I have to say, I have always been comfortable alone.  The man I was married to for more than thirty years was not.  I was an only child so I always had my own room.  I could hang out in my room for hours and hours and do nothing.  It was my nest.  I would do handstands against the door of my closet hour after hour (what would happen if I had to do a handstand now?  I can picture my arms just crumbling to rubble and me landing on my head!)  I would just hang around in my room  and I like to think that the time was spent making me who I am today.  That was the time for imagination and dreaming and wondering why some boy didn’t call me, then deciding I didn’t want him to call me anyway, then crying because that boy who I didn’t want to call me anyway, didn’t call me.

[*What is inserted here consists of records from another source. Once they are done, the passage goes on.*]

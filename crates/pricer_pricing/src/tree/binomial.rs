//! Cox-Ross-Rubinstein binomial lattice for European options.
//!
//! # Algorithm
//!
//! With `n` steps over maturity `T`:
//!
//! ```text
//! dt   = T / n
//! u    = exp(σ √dt),  d = 1 / u
//! disc = exp(-r dt)
//! p    = (exp(r dt) - d) / (u - d)
//! ```
//!
//! Terminal node `j` (number of up-moves) carries `S₀ uʲ dⁿ⁻ʲ`. Option values
//! are rolled back one step at a time with
//! `V[j] = disc (p V[j+1] + (1 - p) V[j])` until a single value remains.
//!
//! The rollback runs in place over one buffer of `n + 1` values; no
//! per-step allocation is made.

use pricer_core::types::{
    ensure_positive, ensure_step_count, MarketParams, OptionSpec, PricingError,
};
use tracing::debug;

/// Per-step lattice factors.
///
/// Construction performs the no-arbitrage check, so an instance always has a
/// risk-neutral probability inside `[0, 1]`.
///
/// # Examples
///
/// ```rust
/// use pricer_pricing::tree::CrrParameters;
///
/// let crr = CrrParameters::new(1.0, 0.05, 0.2, 100).unwrap();
/// assert!((crr.up * crr.down - 1.0).abs() < 1e-12);
/// assert!(crr.probability > 0.0 && crr.probability < 1.0);
/// ```
#[derive(Clone, Copy, Debug, PartialEq)]
pub struct CrrParameters {
    /// Time step (years).
    pub dt: f64,
    /// Up factor `u`.
    pub up: f64,
    /// Down factor `d = 1 / u`.
    pub down: f64,
    /// One-step discount factor `exp(-r dt)`.
    pub discount: f64,
    /// Risk-neutral up-probability `p`.
    pub probability: f64,
}

impl CrrParameters {
    /// Computes the CRR factors for a lattice with `steps` steps.
    ///
    /// Inputs are assumed to be validated already; only the risk-neutral
    /// probability is checked here.
    ///
    /// # Errors
    ///
    /// Returns [`PricingError::InvalidRiskNeutralProbability`] when `p` is
    /// not finite or falls outside `[0, 1]`.
    pub fn new(
        maturity: f64,
        rate: f64,
        volatility: f64,
        steps: usize,
    ) -> Result<Self, PricingError> {
        let dt = maturity / steps as f64;
        let up = (volatility * dt.sqrt()).exp();
        let down = 1.0 / up;
        let discount = (-rate * dt).exp();
        let probability = ((rate * dt).exp() - down) / (up - down);

        if !probability.is_finite() || !(0.0..=1.0).contains(&probability) {
            return Err(PricingError::InvalidRiskNeutralProbability {
                probability,
                up,
                down,
            });
        }

        Ok(Self {
            dt,
            up,
            down,
            discount,
            probability,
        })
    }

    /// Underlying prices at the terminal nodes, ordered by up-move count.
    ///
    /// Node `j` holds `spot * u^j * d^(steps - j)`.
    pub fn terminal_prices(&self, spot: f64, steps: usize) -> Vec<f64> {
        (0..=steps)
            .map(|j| spot * self.up.powi(j as i32) * self.down.powi((steps - j) as i32))
            .collect()
    }
}

/// Reusable CRR lattice engine.
///
/// # Examples
///
/// ```rust
/// use pricer_core::types::{MarketParams, OptionSpec};
/// use pricer_pricing::tree::BinomialPricer;
///
/// let pricer = BinomialPricer::new(500).unwrap();
/// let market = MarketParams::new(100.0, 0.05, 0.2);
/// let call = OptionSpec::call(100.0, 1.0).unwrap();
///
/// let price = pricer.price(&market, &call).unwrap();
/// assert!((price - 10.4506).abs() < 0.01);
/// ```
#[derive(Clone, Copy, Debug, PartialEq, Eq)]
pub struct BinomialPricer {
    steps: usize,
}

impl BinomialPricer {
    /// Creates a lattice engine with `steps` time steps.
    ///
    /// # Errors
    ///
    /// Returns [`PricingError::InvalidInput`] naming `steps` when zero or
    /// above [`MAX_STEP_COUNT`](pricer_core::types::MAX_STEP_COUNT).
    pub fn new(steps: usize) -> Result<Self, PricingError> {
        ensure_step_count("steps", steps)?;
        Ok(Self { steps })
    }

    /// Returns the number of time steps.
    #[inline]
    pub fn steps(&self) -> usize {
        self.steps
    }

    /// Prices a European option on the lattice.
    ///
    /// # Errors
    ///
    /// - [`PricingError::InvalidInput`] for an invalid spot, volatility or rate
    /// - [`PricingError::InvalidRiskNeutralProbability`] when the lattice
    ///   parameters admit arbitrage
    pub fn price(&self, market: &MarketParams, option: &OptionSpec) -> Result<f64, PricingError> {
        market.validate()?;
        self.price_unchecked(market, option)
    }

    fn price_unchecked(
        &self,
        market: &MarketParams,
        option: &OptionSpec,
    ) -> Result<f64, PricingError> {
        let steps = self.steps;
        let crr = CrrParameters::new(option.maturity(), market.rate, market.volatility, steps)?;

        let mut values: Vec<f64> = crr
            .terminal_prices(market.spot, steps)
            .into_iter()
            .map(|price| option.intrinsic(price))
            .collect();

        let disc_p = crr.discount * crr.probability;
        let disc_q = crr.discount * (1.0 - crr.probability);

        for step in (0..steps).rev() {
            for j in 0..=step {
                values[j] = disc_p * values[j + 1] + disc_q * values[j];
            }
        }

        let price = values[0];
        debug!(
            kind = %option.kind(),
            strike = option.strike(),
            maturity = option.maturity(),
            steps,
            probability = crr.probability,
            price,
            "binomial lattice priced"
        );
        Ok(price)
    }
}

/// Prices a European option with a CRR binomial tree.
///
/// # Arguments
///
/// * `spot` - Current underlying price (must be positive)
/// * `option` - Validated option contract
/// * `rate` - Continuously-compounded annualised risk-free rate
/// * `volatility` - Annualised volatility (must be positive)
/// * `steps` - Number of lattice steps (must be positive)
///
/// # Errors
///
/// - [`PricingError::InvalidInput`] naming `spot`, `volatility`, `steps` or
///   `rate`, checked in that order before any lattice work
/// - [`PricingError::InvalidRiskNeutralProbability`] when `p ∉ [0, 1]`
///
/// # Examples
///
/// ```rust
/// use pricer_core::types::OptionSpec;
/// use pricer_pricing::tree::price_option;
///
/// let spec = OptionSpec::call(100.0, 1.0).unwrap();
/// let price = price_option(100.0, &spec, 0.05, 0.2, 100).unwrap();
/// assert!((price - 10.43).abs() < 0.05);
/// ```
pub fn price_option(
    spot: f64,
    option: &OptionSpec,
    rate: f64,
    volatility: f64,
    steps: usize,
) -> Result<f64, PricingError> {
    ensure_positive("spot", spot)?;
    ensure_positive("volatility", volatility)?;
    let pricer = BinomialPricer::new(steps)?;
    if !rate.is_finite() {
        return Err(PricingError::invalid_input("rate", "must be a finite number"));
    }

    pricer.price_unchecked(&MarketParams::new(spot, rate, volatility), option)
}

For as long as I can remember, I have always been comfortable being alone.  I’ve been lucky enough to have lots of friends throughout my life and loved being in big houses full of other kids when I spent the night when I was young, but I got to come home and spend the rest of my time the way I wanted to, without much interruption.

I was also a kid who learned to sew and knit, so as I grew up I usually had some project going, like crocheting blankets for my parents and friends for Christmas.  I could sit in front of the TV making something for someone for hours and be content.  I was happy.

When Alone Time Can’t Be Found

Then I got married and had kids and worked outside the home on and off and there was not one minute alone! And, just when I thought I was alone, a baby would cry or a husband would moan and I was back at it.  It didn’t take long for me to figure out that without alone time, I was a crab!  Looking back,  I just needed that time to reset and regroup and get back to center before I went out the door the next day.  Life seemed to0 never let up until the kids were out of the house.  Boy, did I have alone time then!

Alone When it is Not by Choice

The sad part of being alone is when you are and don’t want to be and it is all there is.  That is true loneliness and not fun and not happy.  When I was first on my own again I had a lot of nights when I was alone and lonely and no amount of knitting could make that better.  I could have wrapped the world in wool and would have still been lonely.  I know alone and I know lonely and lonely is not a choice.  It is having no one and nothing to go to and it is ugly.  Even making the choice to be alone can make you lonely for a while.  But the two are not interchangeable and I can be lonely in a room full of people and was for most of my marriage.

So, get to know yourself and know whether you need time alone or not.  If that is missing in your life you can fix that.  Carve it out.  Find that time to recharge.  I am aware that I have to have that to be happy.  For me, it is as important as sleep, that is certain.  And, learn to enjoy that alone time.  You deserve it.